Miles de imágenes y videos de las protestas en Irán recorren el mundo, luego de que la policía moral persa asesinara a la joven Mahsa Amini el 16 de septiembre. La misma había sido detenida tres días antes por no llevar colocado correctamente el hiyab. Si bien la policía sostiene que Mahsa falleció de un ataque al corazón, la versión que circula entre los manifestantes y la mayoría de la prensa internacional es que los agentes policiales le azotaron la cabeza con una porra y la golpearon contra uno de sus vehículos.
A raíz de lo ocurrido, miles de mujeres se lanzaron a las calles demandando el fin a las leyes obligatorias sobre el hiyab, entre otros reclamos en relación a los derechos de las mujeres. El alcance de las protestas se vio sin dudas multiplicado gracias al papel esencial que tienen hoy en día las redes sociales, que permiten compartir y viralizar instantáneamente lo que sucede en cualquier parte del mundo.

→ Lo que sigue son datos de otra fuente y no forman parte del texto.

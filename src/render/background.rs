use crate::foundation::color::Rgba8;
use crate::render::surface::Surface;
use crate::state::params::{BackgroundKind, CompositionParams};

/// Edge length of a checkerboard tile in device pixels.
pub const CHECKER_TILE_PX: u32 = 32;
/// Tile color where `(i + j)` is even.
pub const CHECKER_EVEN: Rgba8 = Rgba8::rgb(0xf3, 0xf4, 0xf6);
/// Tile color where `(i + j)` is odd.
pub const CHECKER_ODD: Rgba8 = Rgba8::rgb(0xe5, 0xe7, 0xeb);

/// Paint the background stage, overwriting every pixel.
pub fn paint_background(surface: &mut Surface, params: &CompositionParams) {
    match params.background {
        BackgroundKind::Transparent | BackgroundKind::Checker => paint_checker(surface),
        BackgroundKind::Solid => surface.fill(params.solid_color.to_premul()),
        BackgroundKind::Gradient => {
            paint_gradient(surface, params.gradient_start, params.gradient_end)
        }
    }
}

fn paint_checker(surface: &mut Surface) {
    let (even, odd) = (CHECKER_EVEN.to_premul(), CHECKER_ODD.to_premul());
    let width = surface.width() as usize;
    for (idx, px) in surface.data_mut().chunks_exact_mut(4).enumerate() {
        let i = (idx % width) as u32 / CHECKER_TILE_PX;
        let j = (idx / width) as u32 / CHECKER_TILE_PX;
        px.copy_from_slice(if (i + j) % 2 == 0 { &even } else { &odd });
    }
}

// Linear gradient along the top-left to bottom-right diagonal.
fn paint_gradient(surface: &mut Surface, start: Rgba8, end: Rgba8) {
    let (w, h) = (f64::from(surface.width()), f64::from(surface.height()));
    let len_sq = w * w + h * h;
    let (a, b) = (start.to_premul(), end.to_premul());
    let width = surface.width() as usize;

    for (idx, px) in surface.data_mut().chunks_exact_mut(4).enumerate() {
        let x = (idx % width) as f64 + 0.5;
        let y = (idx / width) as f64 + 0.5;
        let t = ((x * w + y * h) / len_sq).clamp(0.0, 1.0);
        px.copy_from_slice(&lerp_premul(a, b, t));
    }
}

fn lerp_premul(a: [u8; 4], b: [u8; 4], t: f64) -> [u8; 4] {
    use crate::foundation::math::lerp_u8;

    let mut out = [
        lerp_u8(a[0], b[0], t),
        lerp_u8(a[1], b[1], t),
        lerp_u8(a[2], b[2], t),
        lerp_u8(a[3], b[3], t),
    ];
    let alpha = out[3];
    for c in &mut out[..3] {
        *c = (*c).min(alpha);
    }
    out
}

#[cfg(test)]
#[path = "../../tests/unit/render/background.rs"]
mod tests;
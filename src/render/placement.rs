use kurbo::Ellipse;

use crate::foundation::core::{Affine, Point, Size, Vec2};

/// Fraction of the canvas width the product may occupy before user scaling.
pub const PRODUCT_BOX_WIDTH: f64 = 0.8;
/// Fraction of the canvas height the product may occupy before user scaling.
pub const PRODUCT_BOX_HEIGHT: f64 = 0.7;
/// Vertical anchor of the product center, as a fraction of canvas height.
pub const PRODUCT_ANCHOR_Y: f64 = 0.55;
/// Vertical compression applied to the shadow ellipse.
pub const SHADOW_SQUASH: f64 = 0.15;

/// Where and how large the product bitmap is drawn.
#[derive(Clone, Copy, Debug, PartialEq)]
pub struct ProductPlacement {
    /// Canvas point the product is centered and rotated about.
    pub anchor: Point,
    /// Rotation in radians.
    pub rotation_rad: f64,
    /// Bitmap pixels to canvas pixels.
    pub scale: f64,
    /// Drawn width in canvas pixels.
    pub draw_width: f64,
    /// Drawn height in canvas pixels.
    pub draw_height: f64,
}

impl ProductPlacement {
    /// Fit `bitmap` into the product box of `canvas`, then apply `product_scale`.
    ///
    /// Zero-size bitmaps get a scale of 0.
    pub fn compute(canvas: Size, bitmap: Size, product_scale: f64, rotation_deg: f64) -> Self {
        let (cw, ch) = (f64::from(canvas.width), f64::from(canvas.height));
        let (bw, bh) = (f64::from(bitmap.width), f64::from(bitmap.height));

        let fit = if bitmap.is_empty() {
            0.0
        } else {
            (cw * PRODUCT_BOX_WIDTH / bw).min(ch * PRODUCT_BOX_HEIGHT / bh)
        };
        let scale = fit * product_scale;

        Self {
            anchor: Point::new(cw / 2.0, ch * PRODUCT_ANCHOR_Y),
            rotation_rad: rotation_deg.to_radians(),
            scale,
            draw_width: bw * scale,
            draw_height: bh * scale,
        }
    }

    /// Whether nothing would be visible (non-positive or non-finite extents).
    pub fn is_degenerate(&self) -> bool {
        let ok = |v: f64| v.is_finite() && v > 0.0;
        !(ok(self.draw_width) && ok(self.draw_height) && self.rotation_rad.is_finite())
    }

    /// Rotated frame centered on the anchor.
    pub fn frame(&self) -> Affine {
        Affine::translate(self.anchor.to_vec2()) * Affine::rotate(self.rotation_rad)
    }

    /// Maps bitmap pixel space onto the canvas, centered on the anchor.
    pub fn image_transform(&self) -> Affine {
        self.frame()
            * Affine::translate(Vec2::new(-self.draw_width / 2.0, -self.draw_height / 2.0))
            * Affine::scale(self.scale)
    }

    /// Frame the shadow ellipse is filled in: below the product and squashed vertically.
    pub fn shadow_transform(&self) -> Affine {
        self.frame()
            * Affine::translate(Vec2::new(0.0, self.draw_height / 2.0))
            * Affine::scale_non_uniform(1.0, SHADOW_SQUASH)
    }

    /// Shadow ellipse in the shadow frame.
    pub fn shadow_ellipse(&self) -> Ellipse {
        Ellipse::new(
            Point::ORIGIN,
            Vec2::new(0.35 * self.draw_width, 0.18 * self.draw_height),
            0.0,
        )
    }
}

#[cfg(test)]
#[path = "../../tests/unit/render/placement.rs"]
mod tests;
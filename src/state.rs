pub(crate) mod invalidation;
pub(crate) mod params;
pub(crate) mod patch;
pub(crate) mod store;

A pesar de la interrupción generalizada de internet que tiene lugar desde hace ya varios días, los manifestantes han logrado sortear exitosamente este obstáculo principalmente mediante el uso de VPNs y pudieron publicar contenidos en la web -a decir verdad, luego de tantos años de censura, prohibición de aplicaciones, y cortes de internet, la sociedad iraní ha desarrollado cierto expertise en eludir los controles gubernamentales. 2 Así como miles de mujeres se quitaron el hiyab en las protestas, las redes sociales y el internet han permitido quitar el velo de lo que está aconteciendo en Irán. De la manera más gráfica posible, la comunidad internacional está siendo testigo de la realidad que viven la mitad de la población iraní desde hace al menos cuatro décadas.